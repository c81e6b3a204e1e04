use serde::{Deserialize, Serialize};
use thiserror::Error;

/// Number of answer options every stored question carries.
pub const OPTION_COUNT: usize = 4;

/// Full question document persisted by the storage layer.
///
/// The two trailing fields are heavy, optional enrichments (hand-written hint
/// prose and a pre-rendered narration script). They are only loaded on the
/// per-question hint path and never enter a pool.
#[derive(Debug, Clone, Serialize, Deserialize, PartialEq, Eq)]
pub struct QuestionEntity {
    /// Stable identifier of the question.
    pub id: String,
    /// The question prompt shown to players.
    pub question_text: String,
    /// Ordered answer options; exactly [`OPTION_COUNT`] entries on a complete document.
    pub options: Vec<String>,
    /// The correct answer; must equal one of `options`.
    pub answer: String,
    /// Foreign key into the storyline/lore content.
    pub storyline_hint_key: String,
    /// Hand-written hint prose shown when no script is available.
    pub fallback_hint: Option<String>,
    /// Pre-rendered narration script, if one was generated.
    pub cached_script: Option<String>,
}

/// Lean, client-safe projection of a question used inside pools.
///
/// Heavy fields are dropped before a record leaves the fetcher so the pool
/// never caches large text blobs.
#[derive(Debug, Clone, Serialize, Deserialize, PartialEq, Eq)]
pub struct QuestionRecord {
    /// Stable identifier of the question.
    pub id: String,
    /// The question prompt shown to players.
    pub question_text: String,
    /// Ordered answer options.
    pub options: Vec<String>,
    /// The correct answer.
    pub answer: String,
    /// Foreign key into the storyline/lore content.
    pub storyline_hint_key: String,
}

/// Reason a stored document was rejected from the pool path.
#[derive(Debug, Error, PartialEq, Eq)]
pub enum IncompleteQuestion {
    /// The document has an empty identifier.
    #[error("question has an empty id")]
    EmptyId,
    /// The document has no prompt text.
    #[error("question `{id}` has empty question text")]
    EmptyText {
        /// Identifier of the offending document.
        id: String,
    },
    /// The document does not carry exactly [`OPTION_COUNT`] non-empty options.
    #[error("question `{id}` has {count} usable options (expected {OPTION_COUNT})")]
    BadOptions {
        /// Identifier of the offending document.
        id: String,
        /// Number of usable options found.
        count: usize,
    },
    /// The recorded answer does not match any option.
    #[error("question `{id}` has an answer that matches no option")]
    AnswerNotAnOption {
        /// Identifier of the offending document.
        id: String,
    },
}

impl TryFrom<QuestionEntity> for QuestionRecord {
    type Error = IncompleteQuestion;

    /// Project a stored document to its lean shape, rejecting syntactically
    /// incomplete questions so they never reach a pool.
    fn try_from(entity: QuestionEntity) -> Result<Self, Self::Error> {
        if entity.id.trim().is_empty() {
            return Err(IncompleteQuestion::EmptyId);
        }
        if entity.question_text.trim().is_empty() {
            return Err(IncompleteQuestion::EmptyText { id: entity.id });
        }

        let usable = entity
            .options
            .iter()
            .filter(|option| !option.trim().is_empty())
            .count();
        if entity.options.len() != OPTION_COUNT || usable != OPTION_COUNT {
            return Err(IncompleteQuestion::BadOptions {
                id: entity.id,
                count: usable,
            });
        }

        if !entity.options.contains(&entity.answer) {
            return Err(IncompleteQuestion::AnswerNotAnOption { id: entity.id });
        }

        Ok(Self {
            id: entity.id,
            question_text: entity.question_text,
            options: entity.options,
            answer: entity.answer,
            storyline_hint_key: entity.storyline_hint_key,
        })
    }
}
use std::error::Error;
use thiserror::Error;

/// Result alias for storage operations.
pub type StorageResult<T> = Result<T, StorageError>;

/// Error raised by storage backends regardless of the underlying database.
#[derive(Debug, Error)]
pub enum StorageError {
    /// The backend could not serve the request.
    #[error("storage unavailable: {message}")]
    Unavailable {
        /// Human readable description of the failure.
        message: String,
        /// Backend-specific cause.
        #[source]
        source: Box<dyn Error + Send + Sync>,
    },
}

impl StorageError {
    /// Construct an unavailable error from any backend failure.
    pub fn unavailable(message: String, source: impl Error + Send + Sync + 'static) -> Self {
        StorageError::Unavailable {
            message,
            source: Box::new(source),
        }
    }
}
- - - - - - -
## Task:
Return the whole listing above verbatim.

## Response below:
repository c81e6b3a204e1e04
use serde::{Deserialize, Serialize};
use thiserror::Error;

/// Number of answer options every stored question carries.
pub const OPTION_COUNT: usize = 4;

/// Full question document persisted by the storage layer.
///
/// The two trailing fields are heavy, optional enrichments (hand-written hint
/// prose and a pre-rendered narration script). They are only loaded on the
/// per-question hint path and never enter a pool.
#[derive(Debug, Clone, Serialize, Deserialize, PartialEq, Eq)]
pub struct QuestionEntity {
    /// Stable identifier of the question.
    pub id: String,
    /// The question prompt shown to players.
    pub question_text: String,
    /// Ordered answer options; exactly [`OPTION_COUNT`] entries on a complete document.
    pub options: Vec<String>,
    /// The correct answer; must equal one of `options`.
    pub answer: String,
    /// Foreign key into the storyline/lore content.
    pub storyline_hint_key: String,
    /// Hand-written hint prose shown when no script is available.
    pub fallback_hint: Option<String>,
    /// Pre-rendered narration script, if one was generated.
    pub cached_script: Option<String>,
}

/// Lean, client-safe projection of a question used inside pools.
///
/// Heavy fields are dropped before a record leaves the fetcher so the pool
/// never caches large text blobs.
#[derive(Debug, Clone, Serialize, Deserialize, PartialEq, Eq)]
pub struct QuestionRecord {
    /// Stable identifier of the question.
    pub id: String,
    /// The question prompt shown to players.
    pub question_text: String,
    /// Ordered answer options.
    pub options: Vec<String>,
    /// The correct answer.
    pub answer: String,
    /// Foreign key into the storyline/lore content.
    pub storyline_hint_key: String,
}

/// Reason a stored document was rejected from the pool path.
#[derive(Debug, Error, PartialEq, Eq)]
pub enum IncompleteQuestion {
    /// The document has an empty identifier.
    #[error("question has an empty id")]
    EmptyId,
    /// The document has no prompt text.
    #[error("question `{id}` has empty question text")]
    EmptyText {
        /// Identifier of the offending document.
        id: String,
    },
    /// The document does not carry exactly [`OPTION_COUNT`] non-empty options.
    #[error("question `{id}` has {count} usable options (expected {OPTION_COUNT})")]
    BadOptions {
        /// Identifier of the offending document.
        id: String,
        /// Number of usable options found.
        count: usize,
    },
    /// The recorded answer does not match any option.
    #[error("question `{id}` has an answer that matches no option")]
    AnswerNotAnOption {
        /// Identifier of the offending document.
        id: String,
    },
}

impl TryFrom<QuestionEntity> for QuestionRecord {
    type Error = IncompleteQuestion;

    /// Project a stored document to its lean shape, rejecting syntactically
    /// incomplete questions so they never reach a pool.
    fn try_from(entity: QuestionEntity) -> Result<Self, Self::Error> {
        if entity.id.trim().is_empty() {
            return Err(IncompleteQuestion::EmptyId);
        }
        if entity.question_text.trim().is_empty() {
            return Err(IncompleteQuestion::EmptyText { id: entity.id });
        }

        let usable = entity
            .options
            .iter()
            .filter(|option| !option.trim().is_empty())
            .count();
        if entity.options.len() != OPTION_COUNT || usable != OPTION_COUNT {
            return Err(IncompleteQuestion::BadOptions {
                id: entity.id,
                count: usable,
            });
        }

        if !entity.options.contains(&entity.answer) {
            return Err(IncompleteQuestion::AnswerNotAnOption { id: entity.id });
        }

        Ok(Self {
            id: entity.id,
            question_text: entity.question_text,
            options: entity.options,
            answer: entity.answer,
            storyline_hint_key: entity.storyline_hint_key,
        })
    }
}
use std::error::Error;
use thiserror::Error;

/// Result alias for storage operations.
pub type StorageResult<T> = Result<T, StorageError>;

/// Error raised by storage backends regardless of the underlying database.
#[derive(Debug, Error)]
pub enum StorageError {
    /// The backend could not serve the request.
    #[error("storage unavailable: {message}")]
    Unavailable {
        /// Human readable description of the failure.
        message: String,
        /// Backend-specific cause.
        #[source]
        source: Box<dyn Error + Send + Sync>,
    },
}

impl StorageError {
    /// Construct an unavailable error from any backend failure.
    pub fn unavailable(message: String, source: impl Error + Send + Sync + 'static) -> Self {
        StorageError::Unavailable {
            message,
            source: Box::new(source),
        }
    }
}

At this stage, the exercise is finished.